Il me fait penser aux Disciples à Saïs de Novalis, qui parle de contempler les coquilles d’œufs pour comprendre le destin de l’homme. Abeille invite à regarder autrement la nature et le monde. Son écriture est absolument spontanée, et baroque, foisonnante, rappelant le surréalisme d’où il vient.

Qui est Jacques Abeille ?

F. M. : Comprendre d’où vient cet ex-professeur de philo puis d’arts plastiques est une clé fondamentale de son œuvre. Il est né en 1942 d’un couple adultère : son père, préfet résistant, fusillé par les milices en 1944, l’avait reconnu grâce à de faux papiers.

À sa mort, la mère ne pouvant récupérer l’enfant, le jumeau monozygote de son père, lui aussi préfet, va le reconnaître à son tour avec de faux papiers, cet inconnu faisant de lui son fils. Cette histoire explique pourquoi la question de l’auteur et de l’identité est tragique dans son œuvre, où aucun de ses narrateurs n’a de nom.
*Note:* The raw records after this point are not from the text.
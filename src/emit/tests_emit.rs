use crate::ast::Ast;
use crate::context::CompilationContext;
use crate::ir::lower::lower_unit;
use crate::lexer::Lexer;
use crate::parser::Parser;

use super::emit_unit;

fn assemble(input: &str) -> String {
    let mut ctx = CompilationContext::new();
    let source_id = ctx.sources.add_buffer(input.as_bytes().to_vec(), "test_input");
    let tokens = Lexer::new(ctx.sources.get_buffer(source_id), source_id).tokenize(&mut ctx.diagnostics);
    let mut ast = Ast::new();
    let unit = Parser::new(&mut ctx, &mut ast, &tokens).parse_translation_unit();
    assert!(
        !ctx.diagnostics.has_errors(),
        "unexpected errors for {:?}: {:?}",
        input,
        ctx.diagnostics.diagnostics()
    );
    let ir = lower_unit(&mut ctx, &ast, &unit);
    emit_unit(&mut ctx, &ast, &unit, &ir)
}

fn assert_has(asm: &str, fragment: &str) {
    assert!(
        asm.contains(fragment),
        "missing {:?} in assembly:\n{}",
        fragment,
        asm
    );
}

// === Whole functions ===

#[test]
fn adds_two_parameters() {
    let asm = assemble("int add(int a, int b) { return a + b; }");
    let expected = format!(
        "\t.text\n\
         \t.globl\tadd\n\
         add:\n\
         \tpushq\t%rbp\n\
         \tmovq\t%rsp, %rbp\n\
         \tsubq\t$16, %rsp\n\
         \tmovl\t%edi, -4(%rbp)\n\
         \tmovl\t%esi, -8(%rbp)\n\
         \tmovl\t-4(%rbp), %esi\n\
         \taddl\t-8(%rbp), %esi\n\
         \tmovl\t%esi, %eax\n\
         .L0:\n\
         \tleave\n\
         \tret\n\
         \t.ident\t\"kolak {}\"\n",
        env!("CARGO_PKG_VERSION")
    );
    assert_eq!(asm, expected);
}

#[test]
fn constant_return_skips_the_frame_adjustment() {
    let asm = assemble("int answer(void) { return 42; }");
    let expected = format!(
        "\t.text\n\
         \t.globl\tanswer\n\
         answer:\n\
         \tpushq\t%rbp\n\
         \tmovq\t%rsp, %rbp\n\
         \tmovl\t$42, %eax\n\
         .L0:\n\
         \tleave\n\
         \tret\n\
         \t.ident\t\"kolak {}\"\n",
        env!("CARGO_PKG_VERSION")
    );
    assert_eq!(asm, expected);
}

#[test]
fn doubles_return_through_the_literal_pool() {
    let asm = assemble("double half_more(void) { return 1.5; }");
    assert_has(&asm, "\tmovsd\t.LC0(%rip), %xmm0\n");
    assert_has(&asm, "\t.section\t.rodata\n\t.align\t8\n.LC0:\n\t.quad\t4609434218613702656\n");
}

#[test]
fn main_returns_zero_without_a_return_statement() {
    let asm = assemble("int main(void) { }");
    assert_has(&asm, "\tmovl\t$0, %eax\n");
}

// === Arithmetic selection ===

#[test]
fn signed_division_sign_extends_the_dividend() {
    let asm = assemble("int quot(int a, int b) { return a / b; }");
    assert_has(&asm, "\tmovl\t-8(%rbp), %ecx\n\tcltd\n\tidivl\t%ecx\n");
}

#[test]
fn unsigned_division_zeroes_the_high_half() {
    let asm = assemble("unsigned rem(unsigned a, unsigned b) { return a % b; }");
    assert_has(&asm, "\txorl\t%edx, %edx\n\tdivl\t%ecx\n");
    assert_has(&asm, "\tmovl\t%edx, ");
}

#[test]
fn variable_shift_counts_go_through_cl() {
    let asm = assemble("int shl(int a, int b) { return a << b; }");
    assert_has(&asm, "\tmovl\t-8(%rbp), %ecx\n\tsall\t%cl, %esi\n");
}

#[test]
fn widening_a_parameter_sign_extends_its_home() {
    let asm = assemble("long widen(int a) { return a; }");
    assert_has(&asm, "\tmovslq\t-4(%rbp), %rsi\n");
}

#[test]
fn unsigned_long_to_double_splits_on_the_sign_bit() {
    let asm = assemble("double scale(unsigned long n) { return n; }");
    assert_has(&asm, "\ttestq\t%rax, %rax\n\tjs\t.LE0\n");
    assert_has(&asm, "\tcvtsi2sdq\t%rax, %xmm2\n");
    assert_has(&asm, "\taddsd\t%xmm2, %xmm2\n.LE1:\n");
}

#[test]
fn double_comparison_uses_unordered_compare() {
    let asm = assemble("int less(double a, double b) { return a < b; }");
    assert_has(&asm, "\tucomisd\t");
}

// === Memory operands ===

#[test]
fn stores_through_a_pointer_stage_in_rax() {
    let asm = assemble("void store(int *p, int v) { *p = v; }");
    assert_has(&asm, "\tmovq\t-8(%rbp), %rcx\n\tmovl\t-12(%rbp), %eax\n\tmovl\t%eax, (%rcx)\n");
}

#[test]
fn indexed_loads_use_scaled_addressing() {
    let asm = assemble("int nth(int *p, long i) { return p[i]; }");
    assert_has(&asm, "(%rax,%rsi)");
}

// === Calls ===

#[test]
fn arguments_fill_registers_in_order() {
    let asm = assemble(
        "int add2(int a, int b);\n\
         int call_both(void) { return add2(1, 2); }",
    );
    assert_has(&asm, "\tmovl\t$1, %edi\n\tmovl\t$2, %esi\n\tcall\tadd2\n");
}

#[test]
fn seventh_argument_onward_goes_to_the_stack() {
    let asm = assemble(
        "int sum8(int a, int b, int c, int d, int e, int f, int g, int h);\n\
         int wide(void) { return sum8(1, 2, 3, 4, 5, 6, 7, 8); }",
    );
    assert_has(&asm, "\tmovl\t$7, (%rsp)\n");
    assert_has(&asm, "\tmovl\t$8, 8(%rsp)\n");
    assert_has(&asm, "\tmovl\t$6, %r9d\n");
}

#[test]
fn variadic_calls_report_vector_register_count() {
    let asm = assemble(
        "int printf(const char *fmt, ...);\n\
         int shout(void) { return printf(\"%f\", 1.5); }",
    );
    assert_has(&asm, "\tleaq\t.LC0(%rip), %rdi\n");
    assert_has(&asm, "\tmovsd\t.LC1(%rip), %xmm0\n");
    assert_has(&asm, "\tmovl\t$1, %eax\n\tcall\tprintf\n");
    assert_has(&asm, "\t.asciz\t\"%f\"\n");
}

#[test]
fn function_pointers_call_through_r10() {
    let asm = assemble("int apply(int (*fn)(int)) { return fn(5); }");
    assert_has(&asm, "\tmovl\t$5, %edi\n");
    assert_has(&asm, "\tcall\t*%r10\n");
}

// === Data sections ===

#[test]
fn initialized_globals_define_data() {
    let asm = assemble("int g = 5;\nint read_g(void) { return g; }");
    assert_has(&asm, "\t.data\n\t.globl\tg\n\t.align\t4\ng:\n\t.long\t5\n");
    assert_has(&asm, "\tmovl\tg(%rip), %eax\n");
}

#[test]
fn tentative_definitions_become_common_blocks() {
    let asm = assemble("int t;\n");
    assert_has(&asm, "\t.comm\tt,4,4\n");
}

#[test]
fn file_statics_stay_out_of_the_symbol_table() {
    let asm = assemble("static int hidden = 1;\nint peek(void) { return hidden; }");
    assert_has(&asm, "hidden:\n\t.long\t1\n");
    assert!(!asm.contains(".globl\thidden"), "static leaked linkage:\n{}", asm);
}

#[test]
fn block_statics_get_mangled_local_labels() {
    let asm = assemble("int count(void) { static int n; n = n + 1; return n; }");
    assert_has(&asm, "\t.local\t.Ln.");
    assert_has(&asm, "\t.comm\t.Ln.");
    assert_has(&asm, ".Ln.");
}

#[test]
fn pointer_initializers_scale_element_offsets() {
    let asm = assemble("int arr[4];\nint *q = arr + 1;\n");
    assert_has(&asm, "\t.comm\tarr,16,4\n");
    assert_has(&asm, "q:\n\t.quad\tarr+4\n");
}

#[test]
fn enum_constants_fold_into_initializers() {
    let asm = assemble("enum color { RED = 1, GREEN = 4 };\nint favorite = GREEN;\n");
    assert_has(&asm, "favorite:\n\t.long\t4\n");
}

#[test]
fn struct_members_pad_to_their_offsets() {
    let asm = assemble("struct pair { char c; int i; };\nstruct pair p = {'a', 5};\n");
    assert_has(&asm, "p:\n\t.byte\t97\n\t.zero\t3\n\t.long\t5\n");
}

#[test]
fn bit_fields_pack_into_their_storage_unit() {
    let asm = assemble("struct flags { int a : 3; int b : 5; };\nstruct flags x = {1, 2};\n");
    assert_has(&asm, "x:\n\t.long\t17\n");
}

#[test]
fn array_initializers_zero_fill_the_tail() {
    let asm = assemble("int four[4] = {1, 2};\n");
    assert_has(&asm, "four:\n\t.long\t1\n\t.long\t2\n\t.zero\t8\n");
}

#[test]
fn char_arrays_take_string_initializers() {
    let asm = assemble("char msg[6] = \"hi\";\n");
    assert_has(&asm, "msg:\n\t.asciz\t\"hi\"\n\t.zero\t3\n");
}

#[test]
fn exact_fit_strings_drop_the_terminator() {
    let asm = assemble("char tag[2] = \"hi\";\n");
    assert_has(&asm, "tag:\n\t.ascii\t\"hi\"\n");
}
Il est bouleversant de constater que Jacques a créé une œuvre gigantesque à partir d’empêchements. Il aurait voulu être peintre, il s’est découvert daltonien ; il aurait voulu être ethnologue, mais a compris que le temps de l’ethnologie était fini après Leiris. Il a donc créé le monde qu’il pouvait arpenter lui-même : il fonctionne par images – ses descriptions sont des tableaux –, et invente des voyages intérieurs et des histoires de filiations.